Tele-DFD: Remotely providing effective healthcare for diabetic foot disease

Tele-DFD: Remotely providing effective healthcare for diabetic foot disease
  • Reference # H.5.2122004
  • Timeframe 4
  • Project Status Current
  • Location Townsville, Bowen, Ayr Cardwell, Charters Towers, Gordonvale, Ingham, Mt Isa, Tully, Mackay, Proserpine, Mossman
  • Total project value $2,263,334.00
  • Project manager Sarah Docherty
  • Research Programs 5. Northern health service delivery innovation
  • Health service delivery


Current models of care for diabetes-associated foot disease (DFD) management are not sustainable due to the recurring nature of this condition and lead to enormous social and economic burden (~$24 million / year). Models of healthcare that are financially viable and effective at meeting the challenges of the dispersed population of Northern Australia are urgently needed to reduce the rates of DFD-related amputations, and costs associated with preventable hospital admissions and ongoing treatment. This project will test whether a telehealth model of care (Tele-DFD) is more effective at achieving secondary prevention than the current usual face to face consultation model.
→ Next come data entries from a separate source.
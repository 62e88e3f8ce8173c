//! Tagged value carrier
//!
//! A [`Value`] is the payload of every broker publication: one scalar or blob
//! plus the auxiliary bytes that travel with it on the wire. The `op` byte is
//! a sub-discriminator (JSON token kinds, suffix command codes); the
//! [`AppPayload`] tag narrows how a `Bin` blob is to be interpreted.

use crate::error::{Error, Result};
use bitflags::bitflags;

bitflags! {
    /// Flags carried by every value
    #[derive(Clone, Copy, Debug, PartialEq, Eq, Default)]
    pub struct ValueFlags: u8 {
        /// Store as the topic's retained value
        const RETAIN = 0x01;
        /// Value never changes after first publish
        const CONST = 0x02;
    }
}

/// Application-level layout tag for `Bin` payloads
#[derive(Clone, Copy, Debug, PartialEq, Eq, Default)]
#[repr(u8)]
pub enum AppPayload {
    /// Uninterpreted bytes
    #[default]
    Plain = 0,
    /// Device descriptor record
    Device = 1,
    /// Stream frame payload
    Stream = 2,
    /// Statistics block
    Statistics = 3,
    /// 8-byte USB control setup packet
    UsbCtrl = 4,
    /// Buffer request record
    BufferReq = 5,
    /// Buffer response record
    BufferRsp = 6,
    /// Buffer info record
    BufferInfo = 7,
}

impl TryFrom<u8> for AppPayload {
    type Error = Error;

    fn try_from(value: u8) -> Result<Self> {
        Ok(match value {
            0 => Self::Plain,
            1 => Self::Device,
            2 => Self::Stream,
            3 => Self::Statistics,
            4 => Self::UsbCtrl,
            5 => Self::BufferReq,
            6 => Self::BufferRsp,
            7 => Self::BufferInfo,
            _ => return Err(Error::ParameterInvalid(format!("app payload tag {value}"))),
        })
    }
}

/// Value type discriminant, also the `dtype` vocabulary of the metadata schema
#[derive(Clone, Copy, Debug, PartialEq, Eq)]
pub enum Dtype {
    Null,
    Str,
    Json,
    Bin,
    F32,
    F64,
    I8,
    I16,
    I32,
    I64,
    U8,
    U16,
    U32,
    U64,
}

impl Dtype {
    /// The metadata-schema name for this dtype.
    pub fn name(&self) -> &'static str {
        match self {
            Dtype::Null => "null",
            Dtype::Str => "str",
            Dtype::Json => "json",
            Dtype::Bin => "bin",
            Dtype::F32 => "f32",
            Dtype::F64 => "f64",
            Dtype::I8 => "i8",
            Dtype::I16 => "i16",
            Dtype::I32 => "i32",
            Dtype::I64 => "i64",
            Dtype::U8 => "u8",
            Dtype::U16 => "u16",
            Dtype::U32 => "u32",
            Dtype::U64 => "u64",
        }
    }

    /// Parse a metadata-schema dtype name.
    pub fn from_name(name: &str) -> Result<Self> {
        Ok(match name {
            "null" => Dtype::Null,
            "str" => Dtype::Str,
            "json" => Dtype::Json,
            "bin" => Dtype::Bin,
            "f32" => Dtype::F32,
            "f64" => Dtype::F64,
            "i8" => Dtype::I8,
            "i16" => Dtype::I16,
            "i32" => Dtype::I32,
            "i64" => Dtype::I64,
            "u8" => Dtype::U8,
            "u16" => Dtype::U16,
            "u32" => Dtype::U32,
            "u64" => Dtype::U64,
            _ => return Err(Error::ParameterInvalid(format!("dtype {name:?}"))),
        })
    }

    /// Whether values of this dtype carry a length (string/blob kinds).
    pub fn is_pointer_kind(&self) -> bool {
        matches!(self, Dtype::Str | Dtype::Json | Dtype::Bin)
    }
}

/// The tagged union proper
#[derive(Clone, Debug, PartialEq)]
pub enum ValueData {
    Null,
    Str(String),
    Json(String),
    Bin(Vec<u8>),
    F32(f32),
    F64(f64),
    I8(i8),
    I16(i16),
    I32(i32),
    I64(i64),
    U8(u8),
    U16(u16),
    U32(u32),
    U64(u64),
}

/// Tagged scalar/blob carrier with flags and application payload tag
#[derive(Clone, Debug, Default)]
pub struct Value {
    pub data: ValueData,
    pub flags: ValueFlags,
    pub op: u8,
    pub app: AppPayload,
}

impl Default for ValueData {
    fn default() -> Self {
        ValueData::Null
    }
}

/// Equality compares type and scalar/blob payload only; use
/// [`Value::eq_exact`] to also compare the auxiliary bytes.
impl PartialEq for Value {
    fn eq(&self, other: &Self) -> bool {
        self.data == other.data
    }
}

macro_rules! scalar_ctor {
    ($name:ident, $variant:ident, $ty:ty) => {
        #[doc = concat!("Construct a `", stringify!($ty), "` value.")]
        pub fn $name(v: $ty) -> Self {
            Self::from_data(ValueData::$variant(v))
        }
    };
}

impl Value {
    fn from_data(data: ValueData) -> Self {
        Self {
            data,
            flags: ValueFlags::empty(),
            op: 0,
            app: AppPayload::Plain,
        }
    }

    /// The null value.
    pub fn null() -> Self {
        Self::from_data(ValueData::Null)
    }

    /// Construct a UTF-8 string value.
    pub fn str(s: impl Into<String>) -> Self {
        Self::from_data(ValueData::Str(s.into()))
    }

    /// Construct a JSON string value.
    pub fn json(s: impl Into<String>) -> Self {
        Self::from_data(ValueData::Json(s.into()))
    }

    /// Construct a binary blob value.
    pub fn bin(b: impl Into<Vec<u8>>) -> Self {
        Self::from_data(ValueData::Bin(b.into()))
    }

    scalar_ctor!(f32, F32, f32);
    scalar_ctor!(f64, F64, f64);
    scalar_ctor!(i8, I8, i8);
    scalar_ctor!(i16, I16, i16);
    scalar_ctor!(i32, I32, i32);
    scalar_ctor!(i64, I64, i64);
    scalar_ctor!(u8, U8, u8);
    scalar_ctor!(u16, U16, u16);
    scalar_ctor!(u32, U32, u32);
    scalar_ctor!(u64, U64, u64);

    /// Set the RETAIN flag.
    pub fn retained(mut self) -> Self {
        self.flags |= ValueFlags::RETAIN;
        self
    }

    /// Replace the flag set.
    pub fn with_flags(mut self, flags: ValueFlags) -> Self {
        self.flags = flags;
        self
    }

    /// Set the op sub-discriminator byte.
    pub fn with_op(mut self, op: u8) -> Self {
        self.op = op;
        self
    }

    /// Set the application payload tag.
    pub fn with_app(mut self, app: AppPayload) -> Self {
        self.app = app;
        self
    }

    /// Exact equality: payload plus flags, op, and app tag.
    pub fn eq_exact(&self, other: &Self) -> bool {
        self == other && self.flags == other.flags && self.op == other.op && self.app == other.app
    }

    /// The dtype of this value.
    pub fn dtype(&self) -> Dtype {
        match &self.data {
            ValueData::Null => Dtype::Null,
            ValueData::Str(_) => Dtype::Str,
            ValueData::Json(_) => Dtype::Json,
            ValueData::Bin(_) => Dtype::Bin,
            ValueData::F32(_) => Dtype::F32,
            ValueData::F64(_) => Dtype::F64,
            ValueData::I8(_) => Dtype::I8,
            ValueData::I16(_) => Dtype::I16,
            ValueData::I32(_) => Dtype::I32,
            ValueData::I64(_) => Dtype::I64,
            ValueData::U8(_) => Dtype::U8,
            ValueData::U16(_) => Dtype::U16,
            ValueData::U32(_) => Dtype::U32,
            ValueData::U64(_) => Dtype::U64,
        }
    }

    /// Payload size. Meaningful only for pointer-kind values; for strings it
    /// includes the NUL terminator the wire format carries.
    pub fn size(&self) -> Option<usize> {
        match &self.data {
            ValueData::Str(s) | ValueData::Json(s) => Some(s.len() + 1),
            ValueData::Bin(b) => Some(b.len()),
            _ => None,
        }
    }

    /// Widen to i64. Unsigned values above `i64::MAX` and non-integer kinds
    /// return `None`; the full 64 bits are always preserved.
    pub fn as_i64(&self) -> Option<i64> {
        match self.data {
            ValueData::I8(v) => Some(i64::from(v)),
            ValueData::I16(v) => Some(i64::from(v)),
            ValueData::I32(v) => Some(i64::from(v)),
            ValueData::I64(v) => Some(v),
            ValueData::U8(v) => Some(i64::from(v)),
            ValueData::U16(v) => Some(i64::from(v)),
            ValueData::U32(v) => Some(i64::from(v)),
            ValueData::U64(v) => i64::try_from(v).ok(),
            _ => None,
        }
    }

    /// Widen to u64. Negative values and non-integer kinds return `None`.
    pub fn as_u64(&self) -> Option<u64> {
        match self.data {
            ValueData::I8(v) => u64::try_from(v).ok(),
            ValueData::I16(v) => u64::try_from(v).ok(),
            ValueData::I32(v) => u64::try_from(v).ok(),
            ValueData::I64(v) => u64::try_from(v).ok(),
            ValueData::U8(v) => Some(u64::from(v)),
            ValueData::U16(v) => Some(u64::from(v)),
            ValueData::U32(v) => Some(u64::from(v)),
            ValueData::U64(v) => Some(v),
            _ => None,
        }
    }

    /// Convert any numeric kind to f64.
    pub fn as_f64(&self) -> Option<f64> {
        match self.data {
            ValueData::F32(v) => Some(f64::from(v)),
            ValueData::F64(v) => Some(v),
            ValueData::I8(v) => Some(f64::from(v)),
            ValueData::I16(v) => Some(f64::from(v)),
            ValueData::I32(v) => Some(f64::from(v)),
            ValueData::I64(v) => Some(v as f64),
            ValueData::U8(v) => Some(f64::from(v)),
            ValueData::U16(v) => Some(f64::from(v)),
            ValueData::U32(v) => Some(f64::from(v)),
            ValueData::U64(v) => Some(v as f64),
            _ => None,
        }
    }

    /// The string payload, when this is a Str or Json value.
    pub fn as_str(&self) -> Option<&str> {
        match &self.data {
            ValueData::Str(s) | ValueData::Json(s) => Some(s),
            _ => None,
        }
    }

    /// The blob payload, when this is a Bin value.
    pub fn as_bin(&self) -> Option<&[u8]> {
        match &self.data {
            ValueData::Bin(b) => Some(b),
            _ => None,
        }
    }

    /// Cast to `dtype`, preserving flags/op/app. Numeric casts are checked;
    /// strings parse when the target is numeric. Out-of-range or unparsable
    /// inputs fail with `ParameterInvalid`.
    pub fn cast_to(&self, dtype: Dtype) -> Result<Value> {
        if self.dtype() == dtype {
            return Ok(self.clone());
        }
        let invalid = || Error::ParameterInvalid(format!("cannot cast to {}", dtype.name()));
        let data = match dtype {
            Dtype::Null => ValueData::Null,
            Dtype::Str => ValueData::Str(self.as_str().ok_or_else(invalid)?.to_string()),
            Dtype::Json => ValueData::Json(self.as_str().ok_or_else(invalid)?.to_string()),
            Dtype::Bin => ValueData::Bin(self.as_bin().ok_or_else(invalid)?.to_vec()),
            Dtype::F32 => ValueData::F32(self.numeric_f64()? as f32),
            Dtype::F64 => ValueData::F64(self.numeric_f64()?),
            Dtype::I8 => ValueData::I8(self.numeric_i64()?.try_into().map_err(|_| invalid())?),
            Dtype::I16 => ValueData::I16(self.numeric_i64()?.try_into().map_err(|_| invalid())?),
            Dtype::I32 => ValueData::I32(self.numeric_i64()?.try_into().map_err(|_| invalid())?),
            Dtype::I64 => ValueData::I64(self.numeric_i64()?),
            Dtype::U8 => ValueData::U8(self.numeric_u64()?.try_into().map_err(|_| invalid())?),
            Dtype::U16 => ValueData::U16(self.numeric_u64()?.try_into().map_err(|_| invalid())?),
            Dtype::U32 => ValueData::U32(self.numeric_u64()?.try_into().map_err(|_| invalid())?),
            Dtype::U64 => ValueData::U64(self.numeric_u64()?),
        };
        Ok(Value {
            data,
            flags: self.flags,
            op: self.op,
            app: self.app,
        })
    }

    fn numeric_i64(&self) -> Result<i64> {
        if let Some(v) = self.as_i64() {
            return Ok(v);
        }
        if let ValueData::F32(_) | ValueData::F64(_) = self.data {
            let f = self.as_f64().unwrap();
            if f.fract() == 0.0 && f >= i64::MIN as f64 && f <= i64::MAX as f64 {
                return Ok(f as i64);
            }
        }
        if let Some(s) = self.as_str() {
            if let Ok(v) = s.trim().parse::<i64>() {
                return Ok(v);
            }
        }
        Err(Error::ParameterInvalid("not an integer".into()))
    }

    fn numeric_u64(&self) -> Result<u64> {
        if let Some(v) = self.as_u64() {
            return Ok(v);
        }
        if let ValueData::F32(_) | ValueData::F64(_) = self.data {
            let f = self.as_f64().unwrap();
            if f.fract() == 0.0 && f >= 0.0 && f <= u64::MAX as f64 {
                return Ok(f as u64);
            }
        }
        if let Some(s) = self.as_str() {
            if let Ok(v) = s.trim().parse::<u64>() {
                return Ok(v);
            }
        }
        Err(Error::ParameterInvalid("not an unsigned integer".into()))
    }

    fn numeric_f64(&self) -> Result<f64> {
        if let Some(v) = self.as_f64() {
            return Ok(v);
        }
        if let Some(s) = self.as_str() {
            if let Ok(v) = s.trim().parse::<f64>() {
                return Ok(v);
            }
        }
        Err(Error::ParameterInvalid("not numeric".into()))
    }
}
If effective this model offers the potential of improved health outcomes and substantially reducing geographic disparity and social and economic burden from DFD.

This project will test an integrated multi-disciplinary treatment approach using a technology-facilitated secondary prevention program (Tele-DFD) consisting of remote medical management, footwear management and home foot monitoring, and behaviour change support to optimise DFD patient management and care delivery.

Expected outcomes

If the trial suggests Tele-DFD effectively improves the primary outcome, the following groups are expected to benefit

  1. People at risk of DFD through reduced amputations, hospital admissions and other serious events
  2. Investigators and partners who will have enhanced reputation and career and capacity building of the next generation of researchers
  3. The national and international DFD community who will benefit from knowledge about an effective means to achieve secondary prevention
  4. Governments and Tax payers via reduced economic burden from DFD.